Saved entries:
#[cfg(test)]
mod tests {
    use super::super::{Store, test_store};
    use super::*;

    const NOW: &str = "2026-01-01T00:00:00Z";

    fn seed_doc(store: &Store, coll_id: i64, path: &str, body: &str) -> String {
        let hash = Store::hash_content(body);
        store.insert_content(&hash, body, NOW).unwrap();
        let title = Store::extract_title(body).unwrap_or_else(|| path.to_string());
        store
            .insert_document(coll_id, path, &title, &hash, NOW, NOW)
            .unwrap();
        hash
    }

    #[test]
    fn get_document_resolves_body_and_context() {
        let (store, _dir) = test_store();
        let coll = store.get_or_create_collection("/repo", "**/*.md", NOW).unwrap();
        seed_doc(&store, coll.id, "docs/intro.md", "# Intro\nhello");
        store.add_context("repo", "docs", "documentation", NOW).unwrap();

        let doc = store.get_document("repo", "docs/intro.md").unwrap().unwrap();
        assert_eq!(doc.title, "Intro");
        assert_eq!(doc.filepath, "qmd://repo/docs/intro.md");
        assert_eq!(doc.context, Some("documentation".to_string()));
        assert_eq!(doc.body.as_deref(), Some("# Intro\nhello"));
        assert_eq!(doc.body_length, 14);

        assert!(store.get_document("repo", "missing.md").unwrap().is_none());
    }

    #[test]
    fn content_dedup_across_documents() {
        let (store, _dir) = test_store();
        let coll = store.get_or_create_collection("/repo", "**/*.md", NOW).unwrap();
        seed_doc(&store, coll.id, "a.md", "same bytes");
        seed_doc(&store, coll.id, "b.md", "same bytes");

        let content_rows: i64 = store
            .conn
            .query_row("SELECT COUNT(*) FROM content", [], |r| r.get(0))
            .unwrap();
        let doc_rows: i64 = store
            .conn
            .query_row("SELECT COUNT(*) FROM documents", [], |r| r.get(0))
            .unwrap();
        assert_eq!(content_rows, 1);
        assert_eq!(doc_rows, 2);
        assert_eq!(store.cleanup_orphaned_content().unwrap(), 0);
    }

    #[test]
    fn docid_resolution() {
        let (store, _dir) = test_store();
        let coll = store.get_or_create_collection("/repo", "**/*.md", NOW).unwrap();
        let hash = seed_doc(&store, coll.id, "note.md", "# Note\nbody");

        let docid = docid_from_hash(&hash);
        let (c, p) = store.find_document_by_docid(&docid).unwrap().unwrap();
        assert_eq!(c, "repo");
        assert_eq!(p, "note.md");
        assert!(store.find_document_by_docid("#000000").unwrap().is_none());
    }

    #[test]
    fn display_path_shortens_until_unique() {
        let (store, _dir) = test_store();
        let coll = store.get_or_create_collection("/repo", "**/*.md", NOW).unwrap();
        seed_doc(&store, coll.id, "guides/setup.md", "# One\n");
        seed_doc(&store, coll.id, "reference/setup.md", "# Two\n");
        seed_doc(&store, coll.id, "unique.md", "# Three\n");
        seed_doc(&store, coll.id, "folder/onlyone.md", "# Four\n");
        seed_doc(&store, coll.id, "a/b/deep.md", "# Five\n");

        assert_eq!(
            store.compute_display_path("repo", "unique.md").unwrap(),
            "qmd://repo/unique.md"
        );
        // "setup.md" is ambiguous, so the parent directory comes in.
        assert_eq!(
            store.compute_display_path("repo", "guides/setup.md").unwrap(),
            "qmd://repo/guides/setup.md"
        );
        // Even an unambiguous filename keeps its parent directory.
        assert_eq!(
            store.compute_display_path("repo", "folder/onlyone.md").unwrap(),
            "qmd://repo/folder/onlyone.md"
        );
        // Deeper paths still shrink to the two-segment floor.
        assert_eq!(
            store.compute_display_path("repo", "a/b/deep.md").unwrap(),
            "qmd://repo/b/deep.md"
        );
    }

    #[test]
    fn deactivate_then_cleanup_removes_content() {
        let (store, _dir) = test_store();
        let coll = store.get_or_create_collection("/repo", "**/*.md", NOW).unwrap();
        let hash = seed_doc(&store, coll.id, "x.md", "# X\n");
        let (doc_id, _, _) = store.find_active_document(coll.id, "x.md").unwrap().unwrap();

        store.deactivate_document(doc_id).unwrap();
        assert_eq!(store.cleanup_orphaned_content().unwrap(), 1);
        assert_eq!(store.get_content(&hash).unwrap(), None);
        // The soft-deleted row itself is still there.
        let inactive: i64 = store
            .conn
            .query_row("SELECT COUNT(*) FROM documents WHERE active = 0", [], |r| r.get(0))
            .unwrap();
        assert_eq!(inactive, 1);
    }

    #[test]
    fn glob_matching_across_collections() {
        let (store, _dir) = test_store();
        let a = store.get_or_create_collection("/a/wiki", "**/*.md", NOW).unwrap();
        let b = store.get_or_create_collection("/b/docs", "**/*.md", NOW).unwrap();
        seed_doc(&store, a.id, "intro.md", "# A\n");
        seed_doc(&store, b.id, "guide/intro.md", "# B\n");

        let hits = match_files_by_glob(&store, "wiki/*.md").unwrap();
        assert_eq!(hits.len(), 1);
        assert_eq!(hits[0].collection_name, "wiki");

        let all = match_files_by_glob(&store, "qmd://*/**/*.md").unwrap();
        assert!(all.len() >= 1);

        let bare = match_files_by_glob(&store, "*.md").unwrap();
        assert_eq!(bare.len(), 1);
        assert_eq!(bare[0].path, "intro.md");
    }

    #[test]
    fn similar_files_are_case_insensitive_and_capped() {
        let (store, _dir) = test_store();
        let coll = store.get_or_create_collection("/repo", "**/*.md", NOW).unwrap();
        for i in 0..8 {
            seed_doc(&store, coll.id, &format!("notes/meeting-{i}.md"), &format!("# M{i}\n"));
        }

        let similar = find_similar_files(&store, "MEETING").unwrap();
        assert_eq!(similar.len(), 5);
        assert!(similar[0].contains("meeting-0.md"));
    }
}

Exercise directions: Show the lines above that have the word "folder".

Answer to the exercise:
        seed_doc(&store, coll.id, "folder/onlyone.md", "# Four\n");
            store.compute_display_path("repo", "folder/onlyone.md").unwrap(),
            "qmd://repo/folder/onlyone.md"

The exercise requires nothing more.